→ **Work to complete**
Set down the entries below exactly as written.

Segment Start: Task data

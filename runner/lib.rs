// Copyright 2026 the user-code runner authors. MIT license.

//! Compiles, type-checks and executes untrusted user-authored source inside
//! a sandboxed evaluation context, returning either the value produced by
//! the user's default-exported function or a list of diagnostics whose
//! locations always point into the user's own source.
//!
//! The pipeline is single-shot: probe the compilation cache, synthesize the
//! execution harness, assemble and compile the virtual program, remap any
//! diagnostic to the user's file, then load the emitted modules into the
//! caller's sandbox, evaluate under a wall-clock budget, and map any
//! runtime fault back through the source map. User-caused failures are
//! values; only embedder bugs surface as errors.

mod cache;
pub mod colors;
mod diagnostics;
mod errors;
mod exec;
mod harness;
mod js_errors;
mod messages;
mod program;
mod remap;
mod source_maps;
pub mod strings;

use log::debug;
use std::time::Duration;

use user_code_core::strip_extension;
use user_code_core::Compiler;
use user_code_core::CompilerOptions;
use user_code_core::EvalContext;
use user_code_core::Sandbox;
use user_code_core::Value;

pub use crate::cache::cache_key;
pub use crate::cache::CacheEntry;
pub use crate::cache::CacheStore;
pub use crate::cache::LruTtlCache;
pub use crate::cache::MemoryCache;
pub use crate::diagnostics::format_diagnostics;
pub use crate::diagnostics::Location;
pub use crate::diagnostics::UserCodeError;
pub use crate::errors::HostError;
pub use crate::harness::synthesize as synthesize_harness;
pub use crate::harness::HarnessAnchors;
pub use crate::harness::HarnessModule;
pub use crate::harness::HARNESS_FILE;
pub use crate::harness::USER_FILE;
pub use crate::messages::MessageMapper;
pub use crate::messages::MessageMappers;
pub use crate::program::AuxFile;
pub use crate::program::CompilationArtifacts;
pub use crate::program::DEFAULT_BENIGN_GLOBAL_CODES;
pub use crate::source_maps::SourceMapConsumer;

use crate::program::collect_artifacts;
use crate::program::partition_global_diagnostics;
use crate::program::VirtualHost;
use crate::remap::Remapper;

/// The outcome of running user code: its value, or the diagnostics that
/// stopped it.
pub type RunOutcome = Result<Value, Vec<UserCodeError>>;

/// One compilation's inputs. `arg_types` and `return_type` are opaque UL
/// type expressions spliced into the harness verbatim.
#[derive(Clone, Copy, Debug)]
pub struct CompileRequest<'a> {
  pub user_source: &'a str,
  pub return_type: &'a str,
  pub arg_types: &'a [String],
  pub aux_files: &'a [AuxFile],
}

pub struct RunnerOptions {
  /// Wall-clock budget for one evaluation, unless overridden per call.
  pub timeout: Duration,
  pub cache: Box<dyn CacheStore>,
  pub message_mappers: MessageMappers,
  /// Fileless diagnostic codes tolerated as compiler chatter.
  pub benign_global_codes: Vec<u32>,
}

impl Default for RunnerOptions {
  fn default() -> Self {
    Self {
      timeout: Duration::from_secs(5),
      cache: Box::new(LruTtlCache::default()),
      message_mappers: MessageMappers::default(),
      benign_global_codes: DEFAULT_BENIGN_GLOBAL_CODES.to_vec(),
    }
  }
}

pub struct Runner {
  compiler: Box<dyn Compiler>,
  options: RunnerOptions,
}

impl Runner {
  pub fn new(compiler: Box<dyn Compiler>) -> Self {
    Self::with_options(compiler, RunnerOptions::default())
  }

  pub fn with_options(compiler: Box<dyn Compiler>, options: RunnerOptions) -> Self {
    Self { compiler, options }
  }

  /// Compiles and type-checks `request`, returning artifacts on success or
  /// the remapped diagnostics on failure. Both outcomes are cached, so a
  /// repeat of the same inputs is a pure lookup.
  pub async fn pre_process(
    &self,
    request: &CompileRequest<'_>,
  ) -> Result<CacheEntry, HostError> {
    let aux_texts: Vec<&str> =
      request.aux_files.iter().map(|a| a.text.as_str()).collect();
    let key = cache_key(
      request.user_source,
      request.return_type,
      request.arg_types,
      &aux_texts,
    );
    if let Some(entry) = self.options.cache.get(&key) {
      debug!("compilation cache hit for {}", key);
      return Ok(entry);
    }

    debug!("compilation cache miss for {}", key);
    let entry = self.compile_uncached(request).await?;
    self.options.cache.set(&key, entry.clone());
    Ok(entry)
  }

  async fn compile_uncached(
    &self,
    request: &CompileRequest<'_>,
  ) -> Result<CacheEntry, HostError> {
    let aux_names: Vec<&str> = request
      .aux_files
      .iter()
      .filter(|a| !a.is_declaration())
      .map(|a| strip_extension(&a.name))
      .collect();
    let harness =
      harness::synthesize(&aux_names, request.return_type, request.arg_types);
    let mut host =
      VirtualHost::assemble(request.user_source, request.aux_files, &harness.text)?;

    let program = self
      .compiler
      .compile(
        &mut host,
        &[HARNESS_FILE.to_string()],
        &CompilerOptions::default(),
      )
      .map_err(HostError::Compiler)?;

    let diagnostics = partition_global_diagnostics(
      program.diagnostics(),
      &self.options.benign_global_codes,
    )?;
    if !diagnostics.is_empty() {
      debug!("type check produced {} diagnostics", diagnostics.len());
      let remapper = Remapper {
        program: program.as_ref(),
        anchors: &harness.anchors,
        mappers: &self.options.message_mappers,
        expected_return: request.return_type,
        expected_args: request.arg_types,
      };
      return Ok(Err(remapper.remap(&diagnostics)?));
    }

    Ok(Ok(collect_artifacts(&host).await?))
  }

  /// Compiles (or reuses a cached compilation of) `request` and evaluates
  /// the user's default export with `args` in the caller's sandbox.
  pub async fn execute_user_code(
    &self,
    sandbox: &mut dyn Sandbox,
    ctx: &EvalContext,
    request: &CompileRequest<'_>,
    args: &[Value],
    timeout: Option<Duration>,
  ) -> Result<RunOutcome, HostError> {
    match self.pre_process(request).await? {
      Err(errors) => Ok(Err(errors)),
      Ok(artifacts) => {
        self
          .execute_from_artifacts(sandbox, ctx, &artifacts, args, timeout)
          .await
      }
    }
  }

  /// Evaluates already-compiled artifacts, skipping compilation entirely.
  pub async fn execute_from_artifacts(
    &self,
    sandbox: &mut dyn Sandbox,
    ctx: &EvalContext,
    artifacts: &CompilationArtifacts,
    args: &[Value],
    timeout: Option<Duration>,
  ) -> Result<RunOutcome, HostError> {
    exec::execute(
      sandbox,
      ctx,
      artifacts,
      args,
      timeout.unwrap_or(self.options.timeout),
    )
    .await
  }
}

Segment End: Task data

→ **Answer for this exercise**
filename runner/lib.rs
// Copyright 2026 the user-code runner authors. MIT license.

//! Compiles, type-checks and executes untrusted user-authored source inside
//! a sandboxed evaluation context, returning either the value produced by
//! the user's default-exported function or a list of diagnostics whose
//! locations always point into the user's own source.
//!
//! The pipeline is single-shot: probe the compilation cache, synthesize the
//! execution harness, assemble and compile the virtual program, remap any
//! diagnostic to the user's file, then load the emitted modules into the
//! caller's sandbox, evaluate under a wall-clock budget, and map any
//! runtime fault back through the source map. User-caused failures are
//! values; only embedder bugs surface as errors.

mod cache;
pub mod colors;
mod diagnostics;
mod errors;
mod exec;
mod harness;
mod js_errors;
mod messages;
mod program;
mod remap;
mod source_maps;
pub mod strings;

use log::debug;
use std::time::Duration;

use user_code_core::strip_extension;
use user_code_core::Compiler;
use user_code_core::CompilerOptions;
use user_code_core::EvalContext;
use user_code_core::Sandbox;
use user_code_core::Value;

pub use crate::cache::cache_key;
pub use crate::cache::CacheEntry;
pub use crate::cache::CacheStore;
pub use crate::cache::LruTtlCache;
pub use crate::cache::MemoryCache;
pub use crate::diagnostics::format_diagnostics;
pub use crate::diagnostics::Location;
pub use crate::diagnostics::UserCodeError;
pub use crate::errors::HostError;
pub use crate::harness::synthesize as synthesize_harness;
pub use crate::harness::HarnessAnchors;
pub use crate::harness::HarnessModule;
pub use crate::harness::HARNESS_FILE;
pub use crate::harness::USER_FILE;
pub use crate::messages::MessageMapper;
pub use crate::messages::MessageMappers;
pub use crate::program::AuxFile;
pub use crate::program::CompilationArtifacts;
pub use crate::program::DEFAULT_BENIGN_GLOBAL_CODES;
pub use crate::source_maps::SourceMapConsumer;

use crate::program::collect_artifacts;
use crate::program::partition_global_diagnostics;
use crate::program::VirtualHost;
use crate::remap::Remapper;

/// The outcome of running user code: its value, or the diagnostics that
/// stopped it.
pub type RunOutcome = Result<Value, Vec<UserCodeError>>;

/// One compilation's inputs. `arg_types` and `return_type` are opaque UL
/// type expressions spliced into the harness verbatim.
#[derive(Clone, Copy, Debug)]
pub struct CompileRequest<'a> {
  pub user_source: &'a str,
  pub return_type: &'a str,
  pub arg_types: &'a [String],
  pub aux_files: &'a [AuxFile],
}

pub struct RunnerOptions {
  /// Wall-clock budget for one evaluation, unless overridden per call.
  pub timeout: Duration,
  pub cache: Box<dyn CacheStore>,
  pub message_mappers: MessageMappers,
  /// Fileless diagnostic codes tolerated as compiler chatter.
  pub benign_global_codes: Vec<u32>,
}

impl Default for RunnerOptions {
  fn default() -> Self {
    Self {
      timeout: Duration::from_secs(5),
      cache: Box::new(LruTtlCache::default()),
      message_mappers: MessageMappers::default(),
      benign_global_codes: DEFAULT_BENIGN_GLOBAL_CODES.to_vec(),
    }
  }
}

pub struct Runner {
  compiler: Box<dyn Compiler>,
  options: RunnerOptions,
}

impl Runner {
  pub fn new(compiler: Box<dyn Compiler>) -> Self {
    Self::with_options(compiler, RunnerOptions::default())
  }

  pub fn with_options(compiler: Box<dyn Compiler>, options: RunnerOptions) -> Self {
    Self { compiler, options }
  }

  /// Compiles and type-checks `request`, returning artifacts on success or
  /// the remapped diagnostics on failure. Both outcomes are cached, so a
  /// repeat of the same inputs is a pure lookup.
  pub async fn pre_process(
    &self,
    request: &CompileRequest<'_>,
  ) -> Result<CacheEntry, HostError> {
    let aux_texts: Vec<&str> =
      request.aux_files.iter().map(|a| a.text.as_str()).collect();
    let key = cache_key(
      request.user_source,
      request.return_type,
      request.arg_types,
      &aux_texts,
    );
    if let Some(entry) = self.options.cache.get(&key) {
      debug!("compilation cache hit for {}", key);
      return Ok(entry);
    }

    debug!("compilation cache miss for {}", key);
    let entry = self.compile_uncached(request).await?;
    self.options.cache.set(&key, entry.clone());
    Ok(entry)
  }

  async fn compile_uncached(
    &self,
    request: &CompileRequest<'_>,
  ) -> Result<CacheEntry, HostError> {
    let aux_names: Vec<&str> = request
      .aux_files
      .iter()
      .filter(|a| !a.is_declaration())
      .map(|a| strip_extension(&a.name))
      .collect();
    let harness =
      harness::synthesize(&aux_names, request.return_type, request.arg_types);
    let mut host =
      VirtualHost::assemble(request.user_source, request.aux_files, &harness.text)?;

    let program = self
      .compiler
      .compile(
        &mut host,
        &[HARNESS_FILE.to_string()],
        &CompilerOptions::default(),
      )
      .map_err(HostError::Compiler)?;

    let diagnostics = partition_global_diagnostics(
      program.diagnostics(),
      &self.options.benign_global_codes,
    )?;
    if !diagnostics.is_empty() {
      debug!("type check produced {} diagnostics", diagnostics.len());
      let remapper = Remapper {
        program: program.as_ref(),
        anchors: &harness.anchors,
        mappers: &self.options.message_mappers,
        expected_return: request.return_type,
        expected_args: request.arg_types,
      };
      return Ok(Err(remapper.remap(&diagnostics)?));
    }

    Ok(Ok(collect_artifacts(&host).await?))
  }

  /// Compiles (or reuses a cached compilation of) `request` and evaluates
  /// the user's default export with `args` in the caller's sandbox.
  pub async fn execute_user_code(
    &self,
    sandbox: &mut dyn Sandbox,
    ctx: &EvalContext,
    request: &CompileRequest<'_>,
    args: &[Value],
    timeout: Option<Duration>,
  ) -> Result<RunOutcome, HostError> {
    match self.pre_process(request).await? {
      Err(errors) => Ok(Err(errors)),
      Ok(artifacts) => {
        self
          .execute_from_artifacts(sandbox, ctx, &artifacts, args, timeout)
          .await
      }
    }
  }

  /// Evaluates already-compiled artifacts, skipping compilation entirely.
  pub async fn execute_from_artifacts(
    &self,
    sandbox: &mut dyn Sandbox,
    ctx: &EvalContext,
    artifacts: &CompilationArtifacts,
    args: &[Value],
    timeout: Option<Duration>,
  ) -> Result<RunOutcome, HostError> {
    exec::execute(
      sandbox,
      ctx,
      artifacts,
      args,
      timeout.unwrap_or(self.options.timeout),
    )
    .await
  }
}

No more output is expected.